Extracted data -

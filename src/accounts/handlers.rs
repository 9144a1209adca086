// HTTP handlers for the account registry, shared by users, doctors and patients

use axum::{
    extract::{Path, State},
    http::HeaderMap,
    middleware::{from_fn, from_fn_with_state},
    response::IntoResponse,
    routing::{get, post, put},
    Router,
};
use serde_json::json;
use uuid::Uuid;

use crate::accounts::{
    models::{
        Account, AccountResponse, DoctorProfile, LoginRequest, LoginResponse, PatientProfile, Profile,
        RefreshRequest, RegisterRequest, UpdateAccountRequest, UserProfile,
    },
    service::AccountService,
};
use crate::auth::{
    error::AuthError,
    middleware::{
        clear_session_cookies, cookie_value, require_admin, require_auth, session_cookies,
        REFRESH_COOKIE,
    },
    models::Principal,
};
use crate::error::JsonBody;
use crate::response::ApiResponse;
use crate::AppState;

/// Binds an account kind to its service and its route policy
pub trait AccountScope: Profile {
    /// Lookups by id, email, phone, username and role need no token
    const PUBLIC_LOOKUPS: bool;

    /// Admin-only listing of every account of the kind
    const LIST_PATH: &'static str;

    fn service(state: &AppState) -> &AccountService<Self>;
}

impl AccountScope for UserProfile {
    const PUBLIC_LOOKUPS: bool = true;
    const LIST_PATH: &'static str = "/users";

    fn service(state: &AppState) -> &AccountService<Self> {
        &state.accounts.users
    }
}

impl AccountScope for DoctorProfile {
    const PUBLIC_LOOKUPS: bool = false;
    const LIST_PATH: &'static str = "/doctors";

    fn service(state: &AppState) -> &AccountService<Self> {
        &state.accounts.doctors
    }
}

impl AccountScope for PatientProfile {
    const PUBLIC_LOOKUPS: bool = false;
    const LIST_PATH: &'static str = "/patients";

    fn service(state: &AppState) -> &AccountService<Self> {
        &state.accounts.patients
    }
}

/// Routes for one account kind, mounted under `/api/v1/{user|doctor|patient}`
pub fn account_routes<P: AccountScope>(state: AppState) -> Router<AppState> {
    let lookups = Router::new()
        .route("/id/:id", get(find_by_id::<P>))
        .route("/email/:email", get(find_by_email::<P>))
        .route("/phone/:phone_number", get(find_by_phone::<P>))
        .route("/username/:username", get(find_by_username::<P>))
        .route("/role/:role", get(find_by_role::<P>));

    let admin = Router::new()
        .route(P::LIST_PATH, get(list_accounts::<P>))
        .route_layer(from_fn(require_admin));

    let mut public = Router::new()
        .route("/register", post(register::<P>))
        .route("/login", post(login::<P>))
        .route("/refresh-token", post(refresh_token::<P>));

    let mut protected = Router::new()
        .route("/logout", post(logout::<P>))
        .route("/current-user", get(current_user::<P>))
        .route("/update/:id", put(update_account::<P>))
        .merge(admin);

    if P::PUBLIC_LOOKUPS {
        public = public.merge(lookups);
    } else {
        protected = protected.merge(lookups);
    }

    public.merge(protected.route_layer(from_fn_with_state(state, require_auth)))
}

/// The principal must belong to the collection the route serves
fn ensure_kind<P: Profile>(principal: &Principal) -> Result<(), AuthError> {
    if principal.kind() != P::KIND {
        return Err(AuthError::Forbidden(format!(
            "Only {} accounts may use this route",
            P::KIND.label().to_lowercase()
        )));
    }
    Ok(())
}

fn responses<P: Profile>(accounts: Vec<Account<P>>) -> Vec<AccountResponse<P>> {
    accounts.iter().map(|account| account.to_response()).collect()
}

/// Handler for POST /register
pub async fn register<P: AccountScope>(
    State(state): State<AppState>,
    JsonBody(request): JsonBody<RegisterRequest<P>>,
) -> Result<ApiResponse<AccountResponse<P>>, AuthError> {
    let account = P::service(&state).register(request).await?;
    Ok(ApiResponse::created(
        account.to_response(),
        format!("{} registered successfully", P::KIND.label()),
    ))
}

/// Handler for POST /login
/// Sets both token cookies and returns the tokens in the body
pub async fn login<P: AccountScope>(
    State(state): State<AppState>,
    JsonBody(request): JsonBody<LoginRequest>,
) -> Result<impl IntoResponse, AuthError> {
    let (account, tokens) = P::service(&state).login(request).await?;
    let cookies = session_cookies(
        &tokens,
        state.tokens.access_ttl_secs(),
        state.tokens.refresh_ttl_secs(),
    );

    Ok((
        cookies,
        ApiResponse::ok(
            LoginResponse {
                user: account.to_response(),
                access_token: tokens.access_token,
                refresh_token: tokens.refresh_token,
            },
            format!("{} logged in successfully", P::KIND.label()),
        ),
    ))
}

/// Handler for POST /logout
pub async fn logout<P: AccountScope>(
    State(state): State<AppState>,
    principal: Principal,
) -> Result<impl IntoResponse, AuthError> {
    ensure_kind::<P>(&principal)?;
    P::service(&state).logout(principal.id).await?;

    Ok((
        clear_session_cookies(),
        ApiResponse::ok(json!({}), format!("{} logged out", P::KIND.label())),
    ))
}

/// Handler for POST /refresh-token
/// The refresh token comes from the cookie, else from the body
pub async fn refresh_token<P: AccountScope>(
    State(state): State<AppState>,
    headers: HeaderMap,
    body: Option<JsonBody<RefreshRequest>>,
) -> Result<impl IntoResponse, AuthError> {
    let presented = cookie_value(&headers, REFRESH_COOKIE)
        .or_else(|| body.and_then(|JsonBody(request)| request.refresh_token))
        .filter(|token| !token.trim().is_empty())
        .ok_or(AuthError::MissingToken)?;

    let (account, tokens) = P::service(&state).refresh(&presented).await?;
    let cookies = session_cookies(
        &tokens,
        state.tokens.access_ttl_secs(),
        state.tokens.refresh_ttl_secs(),
    );

    Ok((
        cookies,
        ApiResponse::ok(
            LoginResponse {
                user: account.to_response(),
                access_token: tokens.access_token,
                refresh_token: tokens.refresh_token,
            },
            "Access token refreshed",
        ),
    ))
}

/// Handler for GET /current-user
pub async fn current_user<P: AccountScope>(
    principal: Principal,
) -> Result<ApiResponse<serde_json::Value>, AuthError> {
    ensure_kind::<P>(&principal)?;
    Ok(ApiResponse::ok(principal.account, "Current account fetched"))
}

/// Handler for PUT /update/:id
/// Accounts may only update themselves
pub async fn update_account<P: AccountScope>(
    State(state): State<AppState>,
    principal: Principal,
    Path(id): Path<Uuid>,
    JsonBody(request): JsonBody<UpdateAccountRequest>,
) -> Result<ApiResponse<AccountResponse<P>>, AuthError> {
    ensure_kind::<P>(&principal)?;
    if principal.id != id {
        tracing::warn!(
            "Account {} attempted to update account {}",
            principal.id,
            id
        );
        return Err(AuthError::Forbidden(
            "You can only update your own account".to_string(),
        ));
    }

    let account = P::service(&state).update(id, request).await?;
    Ok(ApiResponse::ok(
        account.to_response(),
        format!("{} updated successfully", P::KIND.label()),
    ))
}

/// Handler for GET /id/:id
pub async fn find_by_id<P: AccountScope>(
    State(state): State<AppState>,
    Path(id): Path<Uuid>,
) -> Result<ApiResponse<AccountResponse<P>>, AuthError> {
    let account = P::service(&state).find_by_id(id).await?;
    Ok(ApiResponse::ok(account.to_response(), format!("{} found", P::KIND.label())))
}

/// Handler for GET /email/:email
pub async fn find_by_email<P: AccountScope>(
    State(state): State<AppState>,
    Path(email): Path<String>,
) -> Result<ApiResponse<AccountResponse<P>>, AuthError> {
    let account = P::service(&state).find_by_email(&email).await?;
    Ok(ApiResponse::ok(account.to_response(), format!("{} found", P::KIND.label())))
}

/// Handler for GET /phone/:phone_number
pub async fn find_by_phone<P: AccountScope>(
    State(state): State<AppState>,
    Path(phone_number): Path<String>,
) -> Result<ApiResponse<AccountResponse<P>>, AuthError> {
    let account = P::service(&state).find_by_phone(&phone_number).await?;
    Ok(ApiResponse::ok(account.to_response(), format!("{} found", P::KIND.label())))
}

/// Handler for GET /username/:username
pub async fn find_by_username<P: AccountScope>(
    State(state): State<AppState>,
    Path(username): Path<String>,
) -> Result<ApiResponse<AccountResponse<P>>, AuthError> {
    let account = P::service(&state).find_by_username(&username).await?;
    Ok(ApiResponse::ok(account.to_response(), format!("{} found", P::KIND.label())))
}

/// Handler for GET /role/:role
pub async fn find_by_role<P: AccountScope>(
    State(state): State<AppState>,
    Path(role): Path<String>,
) -> Result<ApiResponse<Vec<AccountResponse<P>>>, AuthError> {
    let accounts = P::service(&state).find_by_role(&role).await?;
    Ok(ApiResponse::ok(
        responses(accounts),
        format!("{} accounts with role {}", P::KIND.label(), role),
    ))
}

/// Handler for the admin-only listing
pub async fn list_accounts<P: AccountScope>(
    State(state): State<AppState>,
) -> Result<ApiResponse<Vec<AccountResponse<P>>>, AuthError> {
    let accounts = P::service(&state).list().await?;
    Ok(ApiResponse::ok(
        responses(accounts),
        format!("{} accounts fetched", P::KIND.label()),
    ))
}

Description of the task -
Only the lines containing "bool" are needed; pull them out of the listing.

Written solution -
    const PUBLIC_LOOKUPS: bool;
    const PUBLIC_LOOKUPS: bool = true;
    const PUBLIC_LOOKUPS: bool = false;
    const PUBLIC_LOOKUPS: bool = false;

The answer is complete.